E' vero, ma io sul blog di Tim Lambert (Deltoid, sui blog di Seed) ho letto che lui (non certo un negazionista) non era d'accordo sulle modalità di raccolta dati. Comunque, non volevo smentirti - ci mancherebbe - ma solo dire che la situazione è molto più complicata di quanto la facciano i miei colleghi (purtroppo sono anch'io giornalista). La ricerca della Oreskes è esemplare, da questo punto di vista. E infatti su un blog di Nature che citi tu c'è chi si chiede: "Ma questi negazionisti, che non sono zero, pubblicano mai su riviste peer reviewed?"
RispondiElimina"ma io sul blog di Tim Lambert (Deltoid, sui blog di Seed) ho letto che lui (non certo un negazionista) non era d'accordo sulle modalità di raccolta dati"
RispondiEliminaDirei che qui c'è una congiunzione avversativa di troppo... ;-)
Lambert (il cui blog consiglio a tutti: è veramente prezioso) solleva appunto il problema della rappresentatività del sondaggio di Storch e Bray, di cui parlavo anch'io (il sondaggio era online, sia pure protetto da password; ma la password era stata rivelata in un forum di negazionisti, con il risultato che ci si può immaginare...).

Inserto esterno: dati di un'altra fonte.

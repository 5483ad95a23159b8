// Cross-cluster leaderboards over the monthly rollups.
//
// Rebuilds are always wholesale: every (window, metric) file is regenerated
// from the monthly rollups present on disk, so a rebuild can run at any time
// and observe any subset of monthly updates without an incremental
// consistency invariant.
//
// Windows are month-granular.  A rolling window selects the months whose
// YYYY-MM is at or after the month containing (now - N days); the 30-day
// window additionally falls back to the last two months present so it is
// never empty or single-month right after a month boundary.
//
// Besides <window>_<metric>.json, the default metric (clock_hours) is also
// written to the bare <window>.json path.  That alias predates the
// per-metric naming and is kept for old consumers; treat it as deprecated.

use crate::layout;
use crate::rollup::MonthlyRollup;
use anyhow::Result;
use chrono::Duration;
use itertools::Itertools;
use sacctlog::{jsonio, now, now_iso, Month, Timestamp};
use serde::Serialize;
use std::cmp::Ordering;
use std::collections::HashMap;
use std::fs;
use std::path::Path;

pub const WINDOWS: [&str; 3] = ["alltime", "rolling-30d", "rolling-365d"];

/// External metric name -> monthly rollup field.

pub const METRICS: [(&str, &str); 5] = [
    ("clock_hours", "total_clock_hours"),
    ("elapsed_hours", "total_elapsed_hours"),
    ("gpu_clock_hours", "total_gpu_clock_hours"),
    ("gpu_elapsed_hours", "gpu_elapsed_hours"),
    ("failed_jobs", "count_failed_jobs"),
];

#[derive(Debug, Clone, Serialize)]
pub struct Row {
    pub rank: usize,
    pub user: String,
    pub value: f64,
}

#[derive(Debug, Serialize)]
pub struct Leaderboard {
    pub asof: String,
    pub metric: String,
    pub rows: Vec<Row>,
    pub window: String,
}

#[derive(Debug, Serialize)]
pub struct RebuildSummary {
    pub metric: String,
    pub users: usize,
    pub window: String,
}

// Clusters that have a monthly rollup directory, sorted.
fn clusters(root: &Path) -> Vec<String> {
    let base = layout::clusters_dir(root);
    let entries = match fs::read_dir(&base) {
        Ok(e) => e,
        Err(_) => return Vec::new(),
    };
    entries
        .flatten()
        .filter_map(|e| e.file_name().into_string().ok())
        .filter(|c| layout::monthly_dir(root, c).is_dir())
        .sorted()
        .collect()
}

// Every month for which any cluster has a rollup file, sorted.
fn all_months(root: &Path) -> Vec<Month> {
    clusters(root)
        .iter()
        .flat_map(|c| {
            fs::read_dir(layout::monthly_dir(root, c))
                .into_iter()
                .flatten()
                .flatten()
                .filter_map(|e| {
                    let name = e.file_name().into_string().ok()?;
                    name.strip_suffix(".json")?.parse::<Month>().ok()
                })
        })
        .unique()
        .sorted()
        .collect()
}

fn window_months(all: &[Month], window: &str, now: Timestamp) -> Vec<Month> {
    let days = match window {
        "alltime" => return all.to_vec(),
        "rolling-30d" => 30,
        "rolling-365d" => 365,
        _ => return Vec::new(),
    };
    let start = Month::of(now - Duration::days(days));
    let selected: Vec<Month> = all.iter().copied().filter(|m| *m >= start).collect();
    if window == "rolling-30d" && selected.len() < 2 && all.len() >= 2 {
        return all[all.len() - 2..].to_vec();
    }
    selected
}

// Rollup rows for (cluster, month); unreadable files read as empty here, the
// reducer owns quarantining.
fn monthly_rows(root: &Path, cluster: &str, month: Month) -> Vec<(String, crate::rollup::Metrics)> {
    let path = layout::monthly_path(root, cluster, month);
    let bytes = match fs::read(&path) {
        Ok(b) => b,
        Err(_) => return Vec::new(),
    };
    match serde_json::from_slice::<MonthlyRollup>(&bytes) {
        Ok(doc) => doc
            .users
            .into_iter()
            .filter(|r| !r.username.is_empty())
            .map(|r| (r.username, r.metrics))
            .collect(),
        Err(_) => Vec::new(),
    }
}

fn build_window_aggregate(
    root: &Path,
    window: &str,
    metric_internal: &str,
    at: Timestamp,
) -> HashMap<String, f64> {
    let months = window_months(&all_months(root), window, at);
    let mut agg: HashMap<String, f64> = HashMap::new();
    for cluster in clusters(root) {
        for month in &months {
            for (user, metrics) in monthly_rows(root, &cluster, *month) {
                let val = metrics.get(metric_internal);
                if val == 0.0 {
                    continue;
                }
                *agg.entry(user).or_insert(0.0) += val;
            }
        }
    }
    agg
}

/// Standard competition ranking: descending value, ties broken by ascending
/// username for stable output, equal values share the lowest rank, and the
/// next distinct value skips by the tie width.

fn rank(agg: HashMap<String, f64>) -> Vec<Row> {
    let mut items: Vec<(String, f64)> = agg.into_iter().collect();
    items.sort_by(|a, b| {
        b.1.partial_cmp(&a.1)
            .unwrap_or(Ordering::Equal)
            .then_with(|| a.0.cmp(&b.0))
    });
    let mut rows = Vec::with_capacity(items.len());
    let mut rank = 0usize;
    let mut last: Option<f64> = None;
    for (idx, (user, value)) in items.into_iter().enumerate() {
        if last != Some(value) {
            rank = idx + 1;
            last = Some(value);
        }
        rows.push(Row {
            rank,
            user,
            value: jsonio::round6(value),
        });
    }
    rows
}

fn write_leaderboard(root: &Path, window: &str, metric_external: &str, rows: Vec<Row>) -> Result<()> {
    let doc = Leaderboard {
        asof: now_iso(),
        metric: metric_external.to_string(),
        rows,
        window: window.to_string(),
    };
    let dir = layout::leaderboards_dir(root);
    jsonio::write_json(&dir.join(format!("{window}_{metric_external}.json")), &doc)?;
    if metric_external == "clock_hours" {
        jsonio::write_json(&dir.join(format!("{window}.json")), &doc)?;
    }
    Ok(())
}

/// Rebuild every (window, metric) leaderboard as of the given time.

pub fn rebuild_at(root: &Path, at: Timestamp) -> Result<Vec<RebuildSummary>> {
    let mut results = Vec::new();
    for window in WINDOWS {
        for (external, internal) in METRICS {
            let agg = build_window_aggregate(root, window, internal, at);
            let users = agg.len();
            write_leaderboard(root, window, external, rank(agg))?;
            results.push(RebuildSummary {
                metric: external.to_string(),
                users,
                window: window.to_string(),
            });
        }
    }
    Ok(results)
}

pub fn rebuild(root: &Path) -> Result<Vec<RebuildSummary>> {
    rebuild_at(root, now())
}

// ---------------------------------------------------------------------------

#[cfg(test)]
use crate::rollup::Metrics;
#[cfg(test)]
use sacctlog::timestamp_from_ymdhms;

#[cfg(test)]
fn write_month(root: &Path, cluster: &str, month: &str, users: &[(&str, f64)]) {
    let doc = MonthlyRollup {
        asof: now_iso(),
        cluster: cluster.to_string(),
        month: month.parse().unwrap(),
        users: users
            .iter()
            .map(|(user, clock)| crate::rollup::UserRow {
                metrics: Metrics {
                    total_clock_hours: *clock,
                    total_elapsed_hours: *clock,
                    ..Metrics::default()
                },
                username: user.to_string(),
            })
            .collect(),
    };
    let month: Month = month.parse().unwrap();
    jsonio::write_json(&layout::monthly_path(root, cluster, month), &doc).unwrap();
}

#[cfg(test)]
fn read_board(root: &Path, name: &str) -> serde_json::Value {
    serde_json::from_slice(&fs::read(layout::leaderboards_dir(root).join(name)).unwrap()).unwrap()
}

// Two clusters, tie between alice and carol; competition ranking with a gap.
#[test]
fn test_rank_with_ties_across_clusters() {
    let dir = tempfile::tempdir().unwrap();
    let root = dir.path();
    write_month(root, "a", "2025-07", &[("alice", 2.0), ("bob", 1.0)]);
    write_month(root, "b", "2025-08", &[("alice", 3.0), ("carol", 5.0)]);
    rebuild_at(root, timestamp_from_ymdhms(2025, 9, 10, 0, 0, 0)).unwrap();

    let board = read_board(root, "alltime_clock_hours.json");
    let rows = board["rows"].as_array().unwrap();
    assert_eq!(rows.len(), 3);
    assert_eq!(rows[0]["user"], "alice");
    assert_eq!(rows[0]["rank"], 1);
    assert_eq!(rows[0]["value"], 5.0);
    assert_eq!(rows[1]["user"], "carol");
    assert_eq!(rows[1]["rank"], 1);
    assert_eq!(rows[2]["user"], "bob");
    assert_eq!(rows[2]["rank"], 3);

    // The deprecated alias carries the same document shape.
    let alias = read_board(root, "alltime.json");
    assert_eq!(alias["metric"], "clock_hours");
    assert_eq!(alias["rows"].as_array().unwrap().len(), 3);
}

#[test]
fn test_window_months_selection() {
    let all: Vec<Month> = ["2025-07", "2025-08"].iter().map(|s| s.parse().unwrap()).collect();
    let at = timestamp_from_ymdhms(2025, 9, 10, 0, 0, 0);
    // Threshold Aug 11 -> start month 2025-08 -> only August qualifies, but
    // the 30d window is padded to the last two months present.
    assert_eq!(window_months(&all, "rolling-30d", at).len(), 2);
    // 365d keeps both outright.
    assert_eq!(window_months(&all, "rolling-365d", at).len(), 2);
    // alltime is everything.
    assert_eq!(window_months(&all, "alltime", at).len(), 2);
    // Unknown windows select nothing.
    assert!(window_months(&all, "rolling-7d", at).is_empty());

    // With plenty of recent months the 30d fallback does not trigger.
    let all: Vec<Month> = ["2025-07", "2025-08", "2025-09"]
        .iter()
        .map(|s| s.parse().unwrap())
        .collect();
    let months = window_months(&all, "rolling-30d", at);
    assert_eq!(
        months.iter().map(|m| m.to_string()).collect::<Vec<_>>(),
        vec!["2025-08", "2025-09"]
    );
}

// Zero contributions are dropped instead of ranked.
#[test]
fn test_zero_values_dropped() {
    let dir = tempfile::tempdir().unwrap();
    let root = dir.path();
    write_month(root, "a", "2025-07", &[("alice", 2.0), ("idle", 0.0)]);
    rebuild_at(root, timestamp_from_ymdhms(2025, 7, 15, 0, 0, 0)).unwrap();
    let board = read_board(root, "alltime_clock_hours.json");
    let rows = board["rows"].as_array().unwrap();
    assert_eq!(rows.len(), 1);
    assert_eq!(rows[0]["user"], "alice");
    // A metric nobody recorded produces an empty board, not a missing file.
    let gpu = read_board(root, "alltime_gpu_clock_hours.json");
    assert!(gpu["rows"].as_array().unwrap().is_empty());
}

Insomma, non dà nessun valore al sondaggio: tutt'altro.
Per il resto non voglio dire che tutto sia chiaro e stabilito: se esiste un forte consenso sulla realtà del riscaldamento globale e sulla sua origine antropogenica, c'è d'altra parte ancora incertezza sull'evoluzione futura della situazione e su quali siano le migliori strategie per farvi fronte. Penso anch'io che un catastrofismo di maniera sia controproducente; allo stesso tempo, mi pare di vedere degli accenni nei media di un maggior peso conferito ai negazionisti (l'altro giorno sul Foglio si diceva che questa era stata un'estate fresca, e che quindi il riscaldamento globale è una balla...), e questo mi sembra ancora più preoccupante...

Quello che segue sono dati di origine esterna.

// `sacctboard` -- poll Slurm accounting into monthly usage rollups, per-user
// lifetime aggregates, and cross-cluster leaderboards.
//
// The normal deployment is a cron-driven `sacctboard poll --root ... --cluster
// ...` per cluster endpoint, all writing into one shared filesystem tree.  A
// tick performs at most one unit of advancing work (one historical month, or
// an incremental catch-up of the current month), runs user discovery, and
// rebuilds the leaderboards.  Every pipeline stage is also exposed as its own
// subcommand so it can be driven and inspected in isolation.
//
// Exit codes: 0 success, 1 work-step failure, 2 invalid configuration (via
// clap), 3 lock held by another process.
//
// TODO (normal pri)
//
// Feature: pass -M <cluster> to sacct for deployments where one submit host
// serves several clusters; today the cluster name only selects the state
// subtree and the rate bucket.

mod cursor;
mod discover;
mod errors;
mod layout;
mod leaderboard;
mod poll;
mod ratelimit;
mod rollup;
mod sacct;

use anyhow::Result;
use chrono::NaiveDate;
use clap::{Args, Parser, Subcommand};
use errors::PipelineError;
use ratelimit::Limits;
use sacct::SacctSettings;
use sacctlog::{parse_record, Month, NormalizedRecord};
use std::env;
use std::io;
use std::io::BufRead;
use std::path::PathBuf;
use std::process;
use std::time::Duration;

#[derive(Parser, Debug)]
#[command(author, version, about, long_about = None)]
pub struct Cli {
    #[command(subcommand)]
    command: Commands,
}

#[derive(Subcommand, Debug)]
enum Commands {
    /// Run one poller tick: advance history or catch up the current month,
    /// then discover users and rebuild leaderboards
    Poll(PollArgs),

    /// Invoke the accounting command once and print the raw rows
    Sacct(SacctArgs),

    /// Parse raw accounting rows from stdin into normalized JSON lines
    Parse(ParseArgs),

    /// Read normalized JSON lines from stdin and update rollups
    Reduce(ReduceArgs),

    /// Show (and create if missing) the seen-set for a cluster month
    BloomStats(BloomStatsArgs),

    /// Rebuild all leaderboard files from the monthly rollups
    Leaderboards(LeaderboardsArgs),

    /// Discover new users and backfill their history
    Discover(DiscoverArgs),
}

#[derive(Args, Debug)]
pub struct StoreArgs {
    /// Root scoreboard directory on the shared filesystem
    #[arg(long)]
    root: PathBuf,

    /// Cluster name (lock, rate bucket, and path segment)
    #[arg(long)]
    cluster: String,
}

#[derive(Args, Debug)]
pub struct SacctOpts {
    /// Accounting command to invoke
    #[arg(long, default_value = "sacct")]
    sacct_bin: String,

    /// Per-attempt timeout for the accounting command, seconds
    #[arg(long, default_value_t = sacct::DEFAULT_TIMEOUT_SECS)]
    timeout: u64,

    /// Total attempts per accounting call
    #[arg(long, default_value_t = sacct::DEFAULT_RETRIES)]
    retries: u32,
}

impl SacctOpts {
    fn settings(&self) -> SacctSettings {
        SacctSettings {
            command: self.sacct_bin.clone(),
            timeout: Duration::from_secs(self.timeout),
            retries: self.retries,
        }
    }
}

// Default rate honors the environment override so cron lines stay short.
fn default_rate() -> f64 {
    env::var("SACCTBOARD_RATE_PER_MIN")
        .ok()
        .and_then(|v| v.parse().ok())
        .unwrap_or(2.0)
}

#[derive(Args, Debug)]
pub struct PollArgs {
    #[command(flatten)]
    store: StoreArgs,

    /// Earliest date to begin historical backfill
    #[arg(long, default_value = "2000-01-01", value_parser = sacctlog::parse_ymd)]
    backfill_start: NaiveDate,

    /// Accounting calls per minute [default: $SACCTBOARD_RATE_PER_MIN or 2]
    #[arg(long, default_value_t = default_rate())]
    rate_per_min: f64,

    /// Expected jobs per month, for seen-set sizing
    #[arg(long, default_value_t = sacctlog::DEFAULT_EXPECTED_N)]
    expected_n: u64,

    /// Seen-set target false-positive probability
    #[arg(long, default_value_t = sacctlog::DEFAULT_P)]
    p: f64,

    /// Maximum new users processed per discovery pass
    #[arg(long, default_value_t = discover::DEFAULT_LIMIT_USERS)]
    limit_users: usize,

    /// Base directory scanned for candidate users
    #[arg(long, default_value = "/home")]
    home_base: PathBuf,

    #[command(flatten)]
    sacct_opts: SacctOpts,
}

#[derive(Args, Debug)]
pub struct SacctArgs {
    /// Cluster name (for logging and the rate bucket)
    #[arg(long)]
    cluster: String,

    /// Start of the window, inclusive (date or timestamp, passed through)
    #[arg(long)]
    since: String,

    /// End of the window, exclusive
    #[arg(long)]
    until: String,

    /// Include step records (JobID containing a dot)
    #[arg(long, default_value_t = false)]
    include_steps: bool,

    /// Comma list of output fields
    #[arg(long, default_value = sacctlog::SACCT_FIELDS)]
    fields: String,

    /// Restrict to a single user
    #[arg(long)]
    user: Option<String>,

    /// Accounting calls per minute [default: $SACCTBOARD_RATE_PER_MIN or 2]
    #[arg(long, default_value_t = default_rate())]
    rate_per_min: f64,

    #[command(flatten)]
    sacct_opts: SacctOpts,
}

#[derive(Args, Debug)]
pub struct ParseArgs {}

#[derive(Args, Debug)]
pub struct ReduceArgs {
    #[command(flatten)]
    store: StoreArgs,

    /// Inclusive start date of the reduce window
    #[arg(long, value_parser = sacctlog::parse_ymd)]
    since: NaiveDate,

    /// Exclusive end date of the reduce window
    #[arg(long, value_parser = sacctlog::parse_ymd)]
    until: NaiveDate,

    /// Expected jobs per month, for seen-set sizing
    #[arg(long, default_value_t = sacctlog::DEFAULT_EXPECTED_N)]
    expected_n: u64,

    /// Seen-set target false-positive probability
    #[arg(long, default_value_t = sacctlog::DEFAULT_P)]
    p: f64,
}

#[derive(Args, Debug)]
pub struct BloomStatsArgs {
    #[command(flatten)]
    store: StoreArgs,

    /// Month to inspect
    #[arg(long, value_parser = parse_month)]
    month: Month,

    /// Expected jobs per month, for seen-set sizing
    #[arg(long, default_value_t = sacctlog::DEFAULT_EXPECTED_N)]
    expected_n: u64,

    /// Seen-set target false-positive probability
    #[arg(long, default_value_t = sacctlog::DEFAULT_P)]
    p: f64,
}

#[derive(Args, Debug)]
pub struct LeaderboardsArgs {
    /// Root scoreboard directory on the shared filesystem
    #[arg(long)]
    root: PathBuf,
}

#[derive(Args, Debug)]
pub struct DiscoverArgs {
    #[command(flatten)]
    store: StoreArgs,

    /// Earliest date to seed the cursor with if it does not exist yet
    #[arg(long, default_value = "2000-01-01", value_parser = sacctlog::parse_ymd)]
    backfill_start: NaiveDate,

    /// Accounting calls per minute [default: $SACCTBOARD_RATE_PER_MIN or 2]
    #[arg(long, default_value_t = default_rate())]
    rate_per_min: f64,

    /// Maximum new users processed this run
    #[arg(long, default_value_t = discover::DEFAULT_LIMIT_USERS)]
    limit_users: usize,

    /// Base directory scanned for candidate users
    #[arg(long, default_value = "/home")]
    home_base: PathBuf,

    /// Expected jobs per month, for seen-set sizing
    #[arg(long, default_value_t = sacctlog::DEFAULT_EXPECTED_N)]
    expected_n: u64,

    /// Seen-set target false-positive probability
    #[arg(long, default_value_t = sacctlog::DEFAULT_P)]
    p: f64,

    #[command(flatten)]
    sacct_opts: SacctOpts,
}

fn parse_month(s: &str) -> Result<Month> {
    s.parse()
}

fn main() {
    init_logging();
    let code = match run() {
        Ok(code) => code,
        Err(e) => {
            let code = match e.downcast_ref::<PipelineError>() {
                Some(PipelineError::Locked(_)) => 3,
                Some(PipelineError::ConfigInvalid(_)) => 2,
                _ => 1,
            };
            eprintln!("ERROR: {}", e);
            code
        }
    };
    process::exit(code);
}

fn init_logging() {
    let filter = tracing_subscriber::EnvFilter::try_from_default_env()
        .unwrap_or_else(|_| tracing_subscriber::EnvFilter::new("info"));
    tracing_subscriber::fmt()
        .json()
        .flatten_event(true)
        .with_target(false)
        .with_env_filter(filter)
        .init();
}

fn run() -> Result<i32> {
    let cli = Cli::parse();
    match cli.command {
        Commands::Poll(args) => cmd_poll(args),
        Commands::Sacct(args) => cmd_sacct(args),
        Commands::Parse(args) => cmd_parse(args),
        Commands::Reduce(args) => cmd_reduce(args),
        Commands::BloomStats(args) => cmd_bloom_stats(args),
        Commands::Leaderboards(args) => cmd_leaderboards(args),
        Commands::Discover(args) => cmd_discover(args),
    }
}

fn print_sorted_json<T: serde::Serialize>(value: &T) -> Result<()> {
    println!("{}", serde_json::to_string(&serde_json::to_value(value)?)?);
    Ok(())
}

fn cmd_poll(args: PollArgs) -> Result<i32> {
    let cfg = poll::PollConfig {
        root: args.store.root,
        cluster: args.store.cluster,
        backfill_start: args.backfill_start,
        expected_n: args.expected_n,
        p: args.p,
        limit_users: args.limit_users,
        home_base: args.home_base,
        sacct: args.sacct_opts.settings(),
    };
    let mut limits = Limits::new(args.rate_per_min);
    let result = poll::run_tick(&cfg, &mut limits, sacctlog::now())?;
    print_sorted_json(&result)?;
    Ok(if result.succeeded() { 0 } else { 1 })
}

fn cmd_sacct(args: SacctArgs) -> Result<i32> {
    let mut call = args.sacct_opts.settings().call(&args.cluster, &args.since, &args.until);
    call.user = args.user;
    call.fields = args.fields;
    call.include_steps = args.include_steps;
    let mut limits = Limits::new(args.rate_per_min);
    let rows = sacct::run_sacct(&mut limits, &call)?;
    for row in rows {
        println!("{}", row);
    }
    Ok(0)
}

fn cmd_parse(_args: ParseArgs) -> Result<i32> {
    let stdin = io::stdin();
    let mut count = 0usize;
    for line in stdin.lock().lines() {
        let line = line?;
        if let Some(rec) = parse_record(&line) {
            print_sorted_json(&rec)?;
            count += 1;
        }
    }
    // Nothing parsed usually means the wrong thing was piped in.
    Ok(if count == 0 { 1 } else { 0 })
}

fn cmd_reduce(args: ReduceArgs) -> Result<i32> {
    let stdin = io::stdin();
    let records = stdin
        .lock()
        .lines()
        .filter_map(|line| line.ok())
        .filter_map(|line| serde_json::from_str::<NormalizedRecord>(&line).ok());
    let stats = rollup::reduce(
        &args.store.root,
        &args.store.cluster,
        args.since,
        args.until,
        records,
        args.expected_n,
        args.p,
    )?;
    print_sorted_json(&stats)?;
    Ok(0)
}

fn cmd_bloom_stats(args: BloomStatsArgs) -> Result<i32> {
    let path = layout::seen_path(&args.store.root, &args.store.cluster, args.month);
    let mut created = false;
    let seen = if path.exists() {
        match sacctlog::SeenSet::load(&path) {
            Ok(seen) => seen,
            Err(_) => {
                sacctlog::quarantine(&path);
                created = true;
                let seen = sacctlog::SeenSet::create(args.expected_n, args.p);
                seen.save(&path)?;
                seen
            }
        }
    } else {
        created = true;
        let seen = sacctlog::SeenSet::create(args.expected_n, args.p);
        seen.save(&path)?;
        seen
    };
    let mut stats = seen.stats();
    stats["path"] = serde_json::json!(path.display().to_string());
    stats["created"] = serde_json::json!(created);
    println!("{}", serde_json::to_string_pretty(&stats)?);
    Ok(0)
}

fn cmd_leaderboards(args: LeaderboardsArgs) -> Result<i32> {
    let results = leaderboard::rebuild(&args.root)?;
    print_sorted_json(&serde_json::json!({ "results": results, "status": "ok" }))?;
    Ok(0)
}

fn cmd_discover(args: DiscoverArgs) -> Result<i32> {
    // Discovery mutates rollups and aggregates, so it honors the same
    // per-cluster lock as the poller.
    let _lock = cursor::acquire_lock(&args.store.root, &args.store.cluster)?;
    let mut state = cursor::load(&args.store.root, &args.store.cluster)?;
    if state.backfill_start.is_none() {
        state.backfill_start = Some(Month::containing(args.backfill_start));
        cursor::save(&args.store.root, &args.store.cluster, &state)?;
    }
    let mut limits = Limits::new(args.rate_per_min);
    let outcome = discover::run_discovery(
        &args.store.root,
        &args.store.cluster,
        &mut limits,
        &args.sacct_opts.settings(),
        &args.home_base,
        args.limit_users,
        args.expected_n,
        args.p,
    )?;
    print_sorted_json(&outcome)?;
    Ok(match outcome.status.as_str() {
        "ok" | "no_complete_months" => 0,
        _ => 1,
    })
}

Forse è il caso che smettiamo... Stiamo dicendo quasi esattamente la stessa cosa. E sono d'accordo anche sull'ultimo periodo. Ma qui si solleverebbe una questione enorme, quella della divulgazione e preparazione dei "facitori di notizie". Che, a mio parere, in argomenti scientifici è quasi nulla o addirittura negativa (se può esistere una preparazione negativa). Voglio dire che su questa storia, come su altri argomenti scientifici (vedi l'evoluzione, vedi quel che è successo sui giornali dopo la messa in onda di "Evoluti per caso"), stiamo scontando da parte della stampa italiana una impostazione che verrebbe da definire preottocentesca; insomma, sono idealisti crociani. Non hanno la più pallida idea di cosa siano i meccanismi di creazione della notizia scientifica, né di come si arrivi al consenso per una scoperta, ma pontificano e concionano come se fossero i più grossi esperti del mondo. In più alcuni (vedi il ciccione del Foglio) sono così pregiudizialmente contro la scienza e la cultura scientifica, che non perdono occasione per far vedere quanto sono ignoranti. E se ne vantano (quante gente hai sentito dire gongolando "Io non capisco la matematica")?